Given records
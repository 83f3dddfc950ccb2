//! The Open Graph card document served to crawlers.
//!
//! A card is a head-only HTML page whose meta tags point the crawler at
//! the rendered preview image. Consumers read the tags and never render
//! the body, so there is none.

use maud::{Markup, html};

/// Everything the card document is built from.
#[derive(Debug, Clone)]
pub struct CardData<'a> {
    /// Absolute URL of the rendered preview image.
    pub image_url: &'a str,
    pub image_width: u32,
    pub image_height: u32,
    /// Extracted likes count, shown in the title when present.
    pub likes: Option<u64>,
    /// Post text, populated when the image alone is too small to read.
    pub description: Option<&'a str>,
}

/// Build the card document.
///
/// The title is `Reposted via`, prefixed with `♥ <likes> - ` when a likes
/// count was extracted, and given a trailing colon when a description
/// follows it up.
pub fn card_document(data: &CardData<'_>) -> Markup {
    let description = data
        .description
        .map(collapse_whitespace)
        .unwrap_or_default();

    let mut title = String::from("Reposted via");
    if let Some(likes) = data.likes {
        title = format!("♥ {likes} - {title}");
    }
    if !description.is_empty() {
        title.push(':');
    }

    html! {
        (maud::DOCTYPE)
        html {
            head {
                meta charset="utf-8";
                title { (title) }
                meta property="og:title" content=(title);
                meta name="twitter:title" content=(title);
                meta property="og:description" content=(description);
                meta property="og:type" content="image";
                meta property="og:image" content=(data.image_url);
                meta property="og:image:width" content=(data.image_width);
                meta property="og:image:height" content=(data.image_height);
            }
        }
    }
}

/// Meta tag content is a single line; embed text often is not.
fn collapse_whitespace(text: &str) -> String {
    text.split_whitespace().collect::<Vec<_>>().join(" ")
}
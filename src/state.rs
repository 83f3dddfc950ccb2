//! Application state shared across all request handlers.

use std::sync::Arc;
use std::time::Duration;

use crate::bad_requests::BadRequestLog;
use crate::cache::{CardCache, ImageStore};
use crate::config::Config;
use crate::gate::{self, RenderGate};
use crate::oembed::{self, EmbedEndpoints};

/// Embed endpoint HTTP timeout. The endpoints answer in well under a
/// second when they answer at all.
const FETCH_TIMEOUT: Duration = Duration::from_secs(10);

/// Shared application state available to all request handlers.
#[derive(Clone)]
pub struct AppState {
    /// Application configuration.
    pub config: Arc<Config>,

    /// HTTP client for the embed endpoints.
    pub http: reqwest::Client,

    /// Where embed snippets are fetched from.
    pub endpoints: Arc<EmbedEndpoints>,

    /// Durable store of rendered preview images.
    pub images: Arc<ImageStore>,

    /// Durable store of generated card documents.
    pub cards: Arc<CardCache>,

    /// Exclusive access to the rendering engine.
    pub gate: RenderGate,

    /// Diagnostic channel for rejected requests.
    pub bad_requests: Arc<BadRequestLog>,
}

impl AppState {
    /// Create a new application state from configuration.
    pub fn new(config: Config) -> anyhow::Result<Self> {
        let http = reqwest::Client::builder().timeout(FETCH_TIMEOUT).build()?;
        let images = ImageStore::new(config.images_dir.clone());
        let cards = CardCache::new(config.cache_dir.clone(), config.cache_ttl);
        let gate = RenderGate::new(
            config.browser_config(),
            config.scratch_dir.join(gate::MARKER_FILE),
            config.gate_timeout,
        );
        let bad_requests = BadRequestLog::new(config.logs_dir.clone());

        Ok(Self {
            config: Arc::new(config),
            http,
            endpoints: Arc::new(EmbedEndpoints::default()),
            images: Arc::new(images),
            cards: Arc::new(cards),
            gate,
            bad_requests: Arc::new(bad_requests),
        })
    }

    /// Startup housekeeping: create the storage directories and clear
    /// scratch leftovers from a previous run.
    pub fn prepare(&self) -> std::io::Result<()> {
        for dir in [
            &self.config.images_dir,
            &self.config.cache_dir,
            &self.config.scratch_dir,
            &self.config.logs_dir,
        ] {
            std::fs::create_dir_all(dir)?;
        }
        self.gate.clear_leftover_marker();
        oembed::discard_snippet(&self.config.scratch_dir.join(oembed::SNIPPET_FILE));
        Ok(())
    }
}
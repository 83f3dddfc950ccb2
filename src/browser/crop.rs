//! Crop-rectangle computation in screenshot pixel space.
//!
//! The rendering engine reports element geometry in CSS pixels; the
//! screenshot is in device pixels. Everything here converts through the
//! device-pixel ratio and clamps into the screenshot bounds, so the
//! resulting rectangle is always safe to crop with.

/// Element bounding box in CSS pixels, page coordinate space.
#[derive(Debug, Clone, Copy, PartialEq)]
pub struct Rect {
    pub x: f64,
    pub y: f64,
    pub w: f64,
    pub h: f64,
}

impl Rect {
    pub fn bottom(&self) -> f64 {
        self.y + self.h
    }

    pub fn right(&self) -> f64 {
        self.x + self.w
    }

    /// The same box translated by an offset, for mapping frame-relative
    /// geometry into page space.
    pub fn offset_by(&self, dx: f64, dy: f64) -> Rect {
        Rect {
            x: self.x + dx,
            y: self.y + dy,
            ..*self
        }
    }
}

/// Crop region in screenshot pixels. `left < right` and `top < bottom`
/// always hold, and all values lie within the screenshot bounds.
#[derive(Debug, Clone, Copy, PartialEq, Eq)]
pub struct CropRect {
    pub left: u32,
    pub top: u32,
    pub right: u32,
    pub bottom: u32,
}

impl CropRect {
    pub fn width(&self) -> u32 {
        self.right - self.left
    }

    pub fn height(&self) -> u32 {
        self.bottom - self.top
    }
}

/// Measured geometry the crop is derived from, all in CSS pixels and page
/// coordinate space (frame-relative boxes already translated by the frame
/// origin).
#[derive(Debug, Clone, Copy)]
pub struct CropAnchors {
    /// Outer box of the embed (the sub-frame when the embed renders in one,
    /// else the platform's content container).
    pub embed: Rect,
    /// Top edge of the first content block, when one was found.
    pub content_top: Option<f64>,
    /// Bottom edge of the content container, when one was found.
    pub content_bottom: Option<f64>,
    /// Top edge of the timestamp row, when the embed shows one.
    pub timestamp_top: Option<f64>,
}

/// Inward inset excluding the embed border from the left/right edges.
const EDGE_INSET_PX: f64 = 2.0;
/// Trim above the first content block.
const TOP_TRIM_PX: f64 = 6.0;
/// Trim above the timestamp row, cutting engagement chrome from the card.
const TIMESTAMP_TRIM_PX: f64 = 10.0;
/// Trim at the content container's bottom edge.
const CONTAINER_TRIM_PX: f64 = 4.0;

/// Compute the crop rectangle for a screenshot of `shot_w` x `shot_h`
/// device pixels taken at the given device-pixel ratio.
///
/// Bottom anchor preference: timestamp row, else content container bottom,
/// else the embed's own bottom edge. A degenerate result (after rounding
/// and clamping) falls back to the full screenshot.
pub fn compute_crop(anchors: &CropAnchors, dpr: f64, shot_w: u32, shot_h: u32) -> CropRect {
    let left = anchors.embed.x * dpr + EDGE_INSET_PX;
    let right = anchors.embed.right() * dpr - EDGE_INSET_PX;

    let top = match anchors.content_top {
        Some(y) => y * dpr - TOP_TRIM_PX,
        None => anchors.embed.y * dpr,
    };

    let bottom = if let Some(y) = anchors.timestamp_top {
        y * dpr - TIMESTAMP_TRIM_PX
    } else if let Some(y) = anchors.content_bottom {
        y * dpr - CONTAINER_TRIM_PX
    } else {
        anchors.embed.bottom() * dpr
    };

    let left = to_pixel(left, shot_w);
    let right = to_pixel(right, shot_w);
    let top = to_pixel(top, shot_h);
    let bottom = to_pixel(bottom, shot_h);

    if left < right && top < bottom {
        CropRect { left, top, right, bottom }
    } else {
        tracing::warn!(
            left, top, right, bottom,
            "degenerate crop rectangle, falling back to full screenshot"
        );
        CropRect { left: 0, top: 0, right: shot_w, bottom: shot_h }
    }
}

fn to_pixel(value: f64, bound: u32) -> u32 {
    value.round().clamp(0.0, f64::from(bound)) as u32
}
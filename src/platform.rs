//! Post platform classification and path parsing.
//!
//! Each supported platform has its own URL shape. Parsing is a total
//! function over request paths: anything that matches no known shape comes
//! back as [`Platform::Unknown`] rather than an error, and the router
//! decides what to do with it.

use std::fmt;

/// Social platform a post path belongs to.
#[derive(Debug, Clone, Copy, PartialEq, Eq, Hash)]
pub enum Platform {
    Xitter,
    Bluesky,
    Threads,
    Unknown,
}

impl Platform {
    /// Domain serving the original post, used for browser redirects.
    ///
    /// `None` for [`Platform::Unknown`], which has nowhere to redirect to.
    pub fn public_domain(&self) -> Option<&'static str> {
        match self {
            Self::Xitter => Some("x.com"),
            Self::Bluesky => Some("bsky.app"),
            Self::Threads => Some("threads.net"),
            Self::Unknown => None,
        }
    }
}

impl fmt::Display for Platform {
    fn fmt(&self, f: &mut fmt::Formatter<'_>) -> fmt::Result {
        let name = match self {
            Self::Xitter => "xitter",
            Self::Bluesky => "bluesky",
            Self::Threads => "threads",
            Self::Unknown => "unknown",
        };
        f.write_str(name)
    }
}

/// A post identified from a request path.
///
/// Immutable once parsed; created per request and discarded after the
/// response is built.
#[derive(Debug, Clone, PartialEq, Eq)]
pub struct PostReference {
    pub platform: Platform,
    pub user_name: String,
    pub post_id: String,
    /// The normalized path (query stripped) the reference was parsed from.
    /// This is the cache key input, so it must be stable for a given post.
    pub original_path: String,
}

impl PostReference {
    /// Parse a request path into a post reference.
    ///
    /// Recognized shapes:
    /// - `/<user>/status/<id>` - Xitter
    /// - `/profile/<user>/post/<id>` - Bluesky
    /// - `/@<user>/post/<id>` - Threads (id truncated at `?`)
    ///
    /// Anything else yields a reference with [`Platform::Unknown`] and empty
    /// user/id fields.
    pub fn parse(path: &str) -> Self {
        // Strip any query string so cache keys stay stable across
        // superfluous tracking parameters.
        let path = path.split('?').next().unwrap_or(path);
        let trimmed = path.trim_matches('/');
        let segments: Vec<&str> = trimmed.split('/').collect();

        let (platform, user_name, post_id) = match segments.as_slice() {
            ["profile", user, "post", id] if !user.is_empty() && !id.is_empty() => {
                (Platform::Bluesky, *user, *id)
            }
            [user, "status", id] if !user.is_empty() && !id.is_empty() => {
                (Platform::Xitter, *user, *id)
            }
            // Threads handles always carry the `@`; a bare user segment in
            // this position is not a post path.
            [user, "post", id] if user.starts_with('@') && !id.is_empty() => {
                // Threads ids sometimes arrive with a trailing query even
                // after global query stripping (posts shared with an
                // escaped `?igshid=...` suffix).
                (Platform::Threads, *user, id.split('?').next().unwrap_or(id))
            }
            _ => (Platform::Unknown, "", ""),
        };

        let original_path = if platform == Platform::Unknown {
            path.to_string()
        } else {
            format!("/{trimmed}")
        };

        Self {
            platform,
            user_name: user_name.to_string(),
            post_id: post_id.to_string(),
            original_path,
        }
    }
}

#[cfg(test)]
mod tests {
    use super::*;

    #[test]
    fn parse_xitter_post() {
        let post = PostReference::parse("/becauseberkeley/status/1865482308008255873");
        assert_eq!(post.platform, Platform::Xitter);
        assert_eq!(post.user_name, "becauseberkeley");
        assert_eq!(post.post_id, "1865482308008255873");
        assert_eq!(post.original_path, "/becauseberkeley/status/1865482308008255873");
    }

    #[test]
    fn parse_bluesky_post() {
        let post = PostReference::parse("/profile/skibu.bsky.social/post/3lcmchch6js2j");
        assert_eq!(post.platform, Platform::Bluesky);
        assert_eq!(post.user_name, "skibu.bsky.social");
        assert_eq!(post.post_id, "3lcmchch6js2j");
    }

    #[test]
    fn parse_threads_post() {
        let post = PostReference::parse("/@lakota_man/post/DDXTHZ2Jr14");
        assert_eq!(post.platform, Platform::Threads);
        assert_eq!(post.user_name, "@lakota_man");
        assert_eq!(post.post_id, "DDXTHZ2Jr14");
    }

    #[test]
    fn parse_strips_query_string() {
        let post = PostReference::parse("/alice/status/123?s=20&t=tracking");
        assert_eq!(post.platform, Platform::Xitter);
        assert_eq!(post.post_id, "123");
        assert_eq!(post.original_path, "/alice/status/123");
    }

    #[test]
    fn parse_threads_id_truncated_at_question_mark() {
        let post = PostReference::parse("/@user/post/ABC?igshid=xyz");
        assert_eq!(post.platform, Platform::Threads);
        assert_eq!(post.post_id, "ABC");
    }

    #[test]
    fn parse_unknown_paths() {
        for path in ["/", "/not-a-post", "/a/b/c/d/e", "/status/123", "/images/foo.png"] {
            let post = PostReference::parse(path);
            assert_eq!(post.platform, Platform::Unknown, "path {path}");
            assert!(post.user_name.is_empty());
            assert!(post.post_id.is_empty());
        }
    }

    #[test]
    fn parse_rejects_empty_segments() {
        assert_eq!(PostReference::parse("//status/123").platform, Platform::Unknown);
        assert_eq!(PostReference::parse("/alice/status/").platform, Platform::Unknown);
        assert_eq!(PostReference::parse("/profile//post/123").platform, Platform::Unknown);
    }

    #[test]
    fn parse_rejects_threads_without_at_prefix() {
        let post = PostReference::parse("/alice/post/99");
        assert_eq!(post.platform, Platform::Unknown);
        assert!(post.user_name.is_empty());
        assert!(post.post_id.is_empty());
    }

    #[test]
    fn parse_is_deterministic() {
        let a = PostReference::parse("/alice/status/123");
        let b = PostReference::parse("/alice/status/123");
        assert_eq!(a, b);
    }

    #[test]
    fn parse_trailing_slash_normalized() {
        let post = PostReference::parse("/alice/status/123/");
        assert_eq!(post.platform, Platform::Xitter);
        assert_eq!(post.original_path, "/alice/status/123");
    }

    #[test]
    fn public_domains() {
        assert_eq!(Platform::Xitter.public_domain(), Some("x.com"));
        assert_eq!(Platform::Bluesky.public_domain(), Some("bsky.app"));
        assert_eq!(Platform::Threads.public_domain(), Some("threads.net"));
        assert_eq!(Platform::Unknown.public_domain(), None);
    }
}
//! Embed snippet acquisition and scratch staging.
//!
//! Each platform publishes an embed endpoint that turns a post URL into a
//! self-contained HTML snippet. The snippet is fetched over HTTP, written
//! to a scratch file, and the rendering engine navigates to the file's
//! `file://` URL. The scratch file is shared between renders; callers hold
//! the render gate across staging and rendering.

use std::path::{Path, PathBuf};

use serde::Deserialize;

use crate::platform::{Platform, PostReference};

/// Scratch file the engine navigates to.
pub const SNIPPET_FILE: &str = "post.html";

/// Base URLs of the per-platform embed endpoints. Overridable so tests can
/// stand in a local endpoint.
#[derive(Debug, Clone)]
pub struct EmbedEndpoints {
    /// oEmbed endpoint answering for Xitter post URLs.
    pub xitter_oembed: String,
    /// oEmbed endpoint answering for Bluesky post URLs.
    pub bluesky_oembed: String,
    /// Site base whose `/@<user>/post/<id>/embed` pages are the snippet
    /// themselves.
    pub threads_base: String,
}

impl Default for EmbedEndpoints {
    fn default() -> Self {
        Self {
            xitter_oembed: "https://publish.twitter.com/oembed".to_string(),
            bluesky_oembed: "https://embed.bsky.app/oembed".to_string(),
            threads_base: "https://threads.net".to_string(),
        }
    }
}

#[derive(Debug, thiserror::Error)]
pub enum SnippetError {
    #[error("embed endpoint request failed: {0}")]
    Http(#[from] reqwest::Error),

    #[error("embed endpoint returned an empty snippet")]
    Empty,

    #[error("no embed endpoint for {0} posts")]
    Unsupported(Platform),
}

#[derive(Debug, Deserialize)]
struct OEmbedBody {
    html: String,
}

/// Fetch the embed snippet for a post. A single GET without retries; the
/// embed endpoints answer quickly or not at all, and the caller surfaces
/// the failure to the requester.
pub async fn fetch_snippet(
    client: &reqwest::Client,
    endpoints: &EmbedEndpoints,
    reference: &PostReference,
) -> Result<String, SnippetError> {
    let html = match reference.platform {
        Platform::Xitter => {
            let post_url = format!(
                "https://twitter.com/{}/status/{}",
                reference.user_name, reference.post_id
            );
            oembed_html(
                client,
                &endpoints.xitter_oembed,
                &[("url", post_url.as_str()), ("hide_thread", "false")],
            )
            .await?
        }
        Platform::Bluesky => {
            let post_url = format!(
                "https://bsky.app/profile/{}/post/{}",
                reference.user_name, reference.post_id
            );
            oembed_html(
                client,
                &endpoints.bluesky_oembed,
                &[("url", post_url.as_str()), ("maxwidth", "220")],
            )
            .await?
        }
        Platform::Threads => {
            let url = format!(
                "{}/{}/post/{}/embed",
                endpoints.threads_base, reference.user_name, reference.post_id
            );
            client
                .get(&url)
                .send()
                .await?
                .error_for_status()?
                .text()
                .await?
        }
        Platform::Unknown => return Err(SnippetError::Unsupported(reference.platform)),
    };

    if html.trim().is_empty() {
        return Err(SnippetError::Empty);
    }
    Ok(html)
}

async fn oembed_html(
    client: &reqwest::Client,
    endpoint: &str,
    query: &[(&str, &str)],
) -> Result<String, SnippetError> {
    let body: OEmbedBody = client
        .get(endpoint)
        .query(query)
        .send()
        .await?
        .error_for_status()?
        .json()
        .await?;
    Ok(body.html)
}

/// Write the snippet where the engine will pick it up and return the
/// absolute path. One shared scratch file; callers hold the render gate
/// while it is in use.
pub fn stage_snippet(scratch_dir: &Path, html: &str) -> std::io::Result<PathBuf> {
    std::fs::create_dir_all(scratch_dir)?;
    let path = scratch_dir.join(SNIPPET_FILE);
    std::fs::write(&path, html)?;
    path.canonicalize()
}

/// `file://` URL for a staged snippet.
pub fn snippet_url(path: &Path) -> String {
    format!("file://{}", path.display())
}

/// Remove a staged snippet. Failure is logged and swallowed; the next
/// staging overwrites the file anyway.
pub fn discard_snippet(path: &Path) {
    if let Err(err) = std::fs::remove_file(path) {
        if err.kind() != std::io::ErrorKind::NotFound {
            tracing::warn!(
                path = %path.display(),
                error = %err,
                "could not remove staged snippet"
            );
        }
    }
}

#[cfg(test)]
mod tests {
    use tempfile::TempDir;

    use super::*;

    #[test]
    fn staging_writes_and_discarding_removes() {
        let tmp = TempDir::new().unwrap();
        let scratch = tmp.path().join("scratch");

        let path = stage_snippet(&scratch, "<blockquote>post</blockquote>").unwrap();
        assert!(path.is_absolute());
        assert_eq!(
            std::fs::read_to_string(&path).unwrap(),
            "<blockquote>post</blockquote>"
        );

        discard_snippet(&path);
        assert!(!path.exists());
        // Discarding again is not an error.
        discard_snippet(&path);
    }

    #[test]
    fn staging_overwrites_a_leftover_snippet() {
        let tmp = TempDir::new().unwrap();
        let scratch = tmp.path().to_path_buf();

        stage_snippet(&scratch, "old").unwrap();
        let path = stage_snippet(&scratch, "new").unwrap();
        assert_eq!(std::fs::read_to_string(&path).unwrap(), "new");
    }

    #[test]
    fn snippet_urls_are_file_scheme() {
        let tmp = TempDir::new().unwrap();
        let path = stage_snippet(tmp.path(), "x").unwrap();
        let url = snippet_url(&path);
        assert!(url.starts_with("file:///"), "{url}");
        assert!(url.ends_with(SNIPPET_FILE), "{url}");
    }
}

What is required
How many of the listing's lines contain "tags"? Respond with a single number and nothing else.

Answer for the task
2